Taken Time

Taken Time

Burning. The first thing I noticed was the heat, rippling over my body in waves. And the tickling, dry grasses under my arms. The back of my mouth, itchy. I opened my eyes to blinding light and quickly shut them again, until all I could see was pulsing red.

Where was I? Sitting up, I hugged my knees, reassuring myself I was still flesh and blood. I squinted down the hill, and the wind teased hot fingers around my neck. Beyond the valley was the city, tiny and perfect, as if I held the wrong end of a pair of binoculars to my eyes. 
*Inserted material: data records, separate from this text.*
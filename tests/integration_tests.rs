//! Integration tests for the simulation: tick state machine, lock sequence,
//! hold, hard lock and command handling

use bloccs::core::events::{
    EVENT_FALLING_PIECE_UPDATE, EVENT_FIELD_UPDATE, EVENT_GAME_OVER, EVENT_HOLD_PIECE_UPDATE,
    EVENT_NEXT_PIECE_UPDATE,
};
use bloccs::core::{Field, GameEvent, GameState, SequenceSource, SimpleRng, TickOutcome};
use bloccs::types::{Command, PieceKind, Rotation};

fn scripted(field: Field, pieces: &[PieceKind]) -> GameState {
    GameState::with_source(field, 1.0, Box::new(SequenceSource::new(pieces.to_vec())))
}

/// Scripted game with its first piece already falling and the queue drained
fn started(field: Field, pieces: &[PieceKind]) -> GameState {
    let mut state = scripted(field, pieces);
    state.update(0);
    state.drain_events();
    state
}

fn count(events: &[GameEvent], event_type: &str) -> usize {
    events.iter().filter(|e| e.event_type() == event_type).count()
}

fn assert_placement_valid(state: &GameState) {
    let falling = state.falling_piece();
    if let Some(kind) = falling.piece {
        assert!(
            state
                .field()
                .can_put_piece(kind, falling.rotation, falling.x, falling.y),
            "falling piece {:?} at ({}, {}) {:?} does not fit",
            kind,
            falling.x,
            falling.y,
            falling.rotation
        );
    }
}

#[test]
fn test_soft_drop_three_times() {
    let mut state = started(Field::new(10, 20), &[PieceKind::T]);
    let falling = *state.falling_piece();
    assert_eq!((falling.x, falling.y, falling.rotation), (3, 0, Rotation::North));

    for _ in 0..3 {
        assert!(state.command("D"));
    }

    assert_eq!(state.falling_piece().y, 3);
    let events = state.drain_events();
    assert_eq!(events.len(), 3);
    assert_eq!(count(&events, EVENT_FALLING_PIECE_UPDATE), 3);
    assert_eq!(state.pieces_locked(), 0);
    assert_eq!(state.field().occupied(), 0);
}

#[test]
fn test_hard_lock_displacement_is_maximal() {
    // Column 4 has a stack three high; T north at x=3 has its stem at column 4.
    let mut rows = vec!["..........".to_string(); 20];
    for row in rows.iter_mut().skip(17) {
        *row = "....#.....".to_string();
    }
    let rows: Vec<&str> = rows.iter().map(|s| s.as_str()).collect();
    let mut state = started(Field::from_ascii(&rows), &[PieceKind::T]);

    // Count legal steps by hand.
    let mut k = 0;
    while state.can_move(0, 0, k + 1) {
        k += 1;
    }
    assert_eq!(k, 15);

    let y_before = state.falling_piece().y;
    assert!(state.command("P"));
    assert_eq!(state.falling_piece().y, y_before + k);
    assert_eq!(state.falling_piece().fall_timer, 0);
    assert_eq!(state.pieces_locked(), 0);
    assert_placement_valid(&state);

    let outcome = state.update(10);
    assert!(outcome.dirty);
    assert_eq!(state.pieces_locked(), 1);
    assert_eq!(state.field().get(4, 15), Some(Some(PieceKind::T)));
    assert_eq!(state.field().get(3, 16), Some(Some(PieceKind::T)));
}

#[test]
fn test_lock_spawns_queued_next_and_refills() {
    let sequence = [PieceKind::I, PieceKind::O, PieceKind::T, PieceKind::S];
    let mut state = started(Field::new(10, 20), &sequence);
    assert_eq!(state.falling_piece().piece, Some(PieceKind::I));
    assert_eq!(state.next_piece(), PieceKind::O);

    for expected in [PieceKind::O, PieceKind::T, PieceKind::S, PieceKind::I] {
        let queued = state.next_piece();
        state.command("P");
        state.update(10);
        assert_eq!(queued, expected);
        assert_eq!(state.falling_piece().piece, Some(queued));
        assert_placement_valid(&state);
    }
    assert_eq!(state.pieces_locked(), 4);
}

#[test]
fn test_lock_tick_events() {
    let mut state = started(Field::new(10, 20), &[PieceKind::O, PieceKind::T]);
    state.command("P");
    state.drain_events();

    state.update(10);
    let events = state.drain_events();
    let types: Vec<&str> = events.iter().map(|e| e.event_type()).collect();
    assert_eq!(
        types,
        vec![
            EVENT_FALLING_PIECE_UPDATE,
            EVENT_NEXT_PIECE_UPDATE,
            EVENT_FIELD_UPDATE
        ]
    );
    match &events[2] {
        GameEvent::FieldUpdate { field } => {
            let occupied: usize = field
                .cells
                .iter()
                .flatten()
                .filter(|&&c| c == PieceKind::O.code())
                .count();
            assert_eq!(occupied, 4);
        }
        other => panic!("unexpected event {:?}", other),
    }
    assert!(!state.field().is_dirty());
}

#[test]
fn test_lock_clears_two_rows() {
    let field = Field::from_ascii(&[
        "....", //
        "....", //
        "....", //
        "....", //
        "###.", //
        "###.", //
    ]);
    let mut state = started(field, &[PieceKind::I]);

    assert!(state.apply(Command::RotateCw)); // vertical in box column 2
    assert!(state.apply(Command::MoveRight)); // column 3
    assert!(state.apply(Command::HardLock));
    assert_eq!(state.falling_piece().y, 2);

    let outcome = state.update(10);
    assert_eq!(outcome.cleared_rows, 2);
    assert!(outcome.dirty);
    assert!(!outcome.game_over);
    assert_eq!(state.lines_cleared(), 2);

    let expected = Field::from_ascii(&[
        "....", //
        "....", //
        "....", //
        "....", //
        "...i", //
        "...i", //
    ]);
    assert_eq!(state.field().snapshot(), expected.snapshot());
}

#[test]
fn test_hold_with_empty_slot() {
    let mut state = started(
        Field::new(10, 20),
        &[PieceKind::J, PieceKind::L, PieceKind::Z],
    );

    assert!(state.command("X"));
    assert_eq!(state.hold_piece(), Some(PieceKind::J));
    assert_eq!(state.falling_piece().piece, Some(PieceKind::L));
    assert_eq!(state.next_piece(), PieceKind::Z);

    let events = state.drain_events();
    assert_eq!(count(&events, EVENT_HOLD_PIECE_UPDATE), 1);
    assert_eq!(count(&events, EVENT_FALLING_PIECE_UPDATE), 1);
    assert_eq!(
        events.last(),
        Some(&GameEvent::HoldPieceUpdate {
            piece: Some(PieceKind::J)
        })
    );
}

#[test]
fn test_second_hold_before_lock_is_noop() {
    let mut state = started(
        Field::new(10, 20),
        &[PieceKind::J, PieceKind::L, PieceKind::Z],
    );
    assert!(state.hold());
    state.drain_events();

    let before = state.snapshot();
    assert!(!state.hold());
    assert!(state.command("X"));
    assert_eq!(state.snapshot(), before);
    assert!(state.hold_locked());
    assert!(state.pending_events().is_empty());

    // A lock makes holding available again.
    state.command("P");
    state.update(10);
    assert!(!state.hold_locked());
    assert!(state.hold());
}

#[test]
fn test_game_over_when_boxed_in_after_lock() {
    // O spawns at x=1 (columns 2..=3) and cannot fall past the ledge on row 2.
    let field = Field::from_ascii(&[
        "......", //
        "......", //
        "..##..", //
        "......", //
    ]);
    let mut state = started(field, &[PieceKind::O]);

    let outcome = state.update(1000);
    assert!(outcome.game_over);
    assert!(outcome.dirty);
    assert!(state.is_over());

    let events = state.drain_events();
    assert_eq!(count(&events, EVENT_GAME_OVER), 1);
    assert_eq!(events.last(), Some(&GameEvent::GameOver));

    let ticks = state.tick_count();
    for _ in 0..10 {
        assert_eq!(state.update(1000), TickOutcome::default());
    }
    assert_eq!(state.tick_count(), ticks);
    assert!(state.pending_events().is_empty());

    assert!(state.command("L"));
    assert!(state.pending_events().is_empty());
}

/// Column 5 filled in the two spawn rows, so an O spawned at x=3 overlaps it
fn spawn_blocker() -> Field {
    Field::from_ascii(&[
        ".....#....", //
        ".....#....", //
        "..........", //
        "..........", //
        "..........", //
        "..........", //
    ])
}

#[test]
fn test_lock_writes_piece_spawned_over_locked_cells() {
    let mut state = started(spawn_blocker(), &[PieceKind::O, PieceKind::I]);
    let falling = *state.falling_piece();
    assert_eq!((falling.x, falling.y), (3, 0));
    assert!(!state.can_move(0, 0, 0));
    // Still free to move left, so the spawn alone does not end the game.
    assert!(state.can_move(0, -1, 0));

    let outcome = state.update(1000);
    assert!(outcome.dirty);
    assert!(!outcome.game_over);
    assert_eq!(state.pieces_locked(), 1);
    // Column 4 gains the two new minos; column 5 is overwritten in place.
    assert_eq!(state.field().occupied(), 4);
    assert_eq!(state.field().get(4, 0), Some(Some(PieceKind::O)));
    assert_eq!(state.field().get(5, 1), Some(Some(PieceKind::O)));
    assert_eq!(count(&state.drain_events(), EVENT_FIELD_UPDATE), 1);
    assert_eq!(state.falling_piece().piece, Some(PieceKind::I));
}

#[test]
fn test_hard_lock_without_legal_displacement_stays_put() {
    let mut state = started(spawn_blocker(), &[PieceKind::O, PieceKind::I]);

    assert!(state.command("P"));
    let falling = *state.falling_piece();
    assert_eq!((falling.x, falling.y), (3, 0));
    assert_eq!(falling.fall_timer, 0);
    assert_eq!(count(&state.drain_events(), EVENT_FALLING_PIECE_UPDATE), 1);

    state.update(10);
    assert_eq!(state.pieces_locked(), 1);
    assert_eq!(state.field().get(4, 1), Some(Some(PieceKind::O)));
}

#[test]
fn test_hard_lock_on_the_floor_keeps_row() {
    let field = Field::from_ascii(&[
        "......", //
        "......", //
    ]);
    let mut state = started(field, &[PieceKind::O]);
    assert!(!state.can_move(0, 0, 1));

    assert!(state.hard_lock());
    assert_eq!(state.falling_piece().y, 0);
    assert_placement_valid(&state);
}

#[test]
fn test_no_game_over_while_piece_can_move_sideways() {
    let field = Field::from_ascii(&[
        "........", //
        "........", //
        "#######.", //
    ]);
    let mut state = started(field, &[PieceKind::O]);
    assert!(!state.can_move(0, 0, 1));

    for _ in 0..3 {
        assert!(state.apply(Command::MoveRight));
    }
    state.apply(Command::HardLock);
    let outcome = state.update(10);

    assert!(!outcome.game_over);
    assert!(!state.is_over());
    assert!(!state.can_move(0, 0, 1));
    assert!(state.can_move(0, -1, 0));
}

#[test]
fn test_placement_invariant_under_random_play() {
    let commands = [
        Command::MoveLeft,
        Command::MoveRight,
        Command::SoftDrop,
        Command::HardLock,
        Command::Hold,
        Command::RotateCw,
        Command::RotateCcw,
    ];

    for seed in [1u32, 7, 12345] {
        let mut state = GameState::new(10, 20, 20.0, seed);
        let mut rng = SimpleRng::new(seed);
        state.update(10);

        for _ in 0..5000 {
            let fit_before = state.falling_piece().fits(state.field(), 0, 0, 0);
            let locked_before = state.pieces_locked();
            let hold_before = state.hold_locked();

            if rng.next_range(3) == 0 {
                let cmd = commands[rng.next_range(commands.len() as u32) as usize];
                state.apply(cmd);
            } else {
                state.update(10);
            }

            // Spawns are not collision checked; every other transition must
            // keep a fitting piece fitting.
            let respawned =
                state.pieces_locked() != locked_before || state.hold_locked() != hold_before;
            if fit_before && !respawned {
                assert_placement_valid(&state);
            }
            assert!(state.field().rows().all(|row| row.iter().any(|c| c.is_none())));
            assert!(state.falling_piece().is_active());

            state.drain_events();
            if state.is_over() {
                break;
            }
        }
    }
}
The estuary stretched its grey fingers towards the hills, with tiny clumps of brown grasses and flaxes sprouting from its knuckles. Gondola cars were buzzing their stilted path up the hill. As I looked, the wind built up and buffeted its way across the plains and up the valley towards me in a hot breath that flattened the tussock and turned my eyeballs gritty. It was one of those dry, Nor’wester days that brought headaches and a terrible dryness in the throat that can’t be quenched.

I was wearing my new dress. I smoothed the soft fabric, the blue now threaded through with little bits of grass. Had I been drinking last night? But I thought the nausea in my stomach was fear of the unknown, not the surging waves of too much alcohol.

In a flash, my mind went back to my birthday morning and breakfast at my favourite cafe. How long ago was that? I remembered the hot, sweet pancakes with crispy edges, the strong coffee, the people that all talked too much. Aaron. Mum. Tara, my friend from work. My brother Hamish. Talking over me, about me. Then I’d ended up here. 

Cars zipped silently along the streets like Matchbox toys. If I focused, I could probably see the office, and there, to the left, my flat. Mum’s house that was far too big for her alone. 

At least I was wearing shoes. I made my way over to the track and followed it along the ridge, avoiding clumps of sheep droppings, until I got to the Summit Road. Walking on a paved surface felt better, like I was heading for a destination, less like a wandering farmer’s daughter wading through the fields. Less like the backstory of a body in a news article.

But still, it was hot. The heat rose off the road surface in waves and I cursed those Canterbury days that start off cool and culminate in sweltering, cloudless afternoons. 

I heard the rev of an engine and a car pulled over beside me, idling. Just ignore them, I told myself. Just look straight ahead.

“Hey,” a voice said, and I was surprised to hear she was female and young. “Do you need a ride?”

It’s a trap, I thought. This is what they do. They send in the least threatening ones, then once they’ve got you, that’s it. I kept walking, and soon heard the car pull off, crunching on the gravel road.

I walked all afternoon. And when the sun was sinking low behind the distant mountains, I made it to Dyers Pass.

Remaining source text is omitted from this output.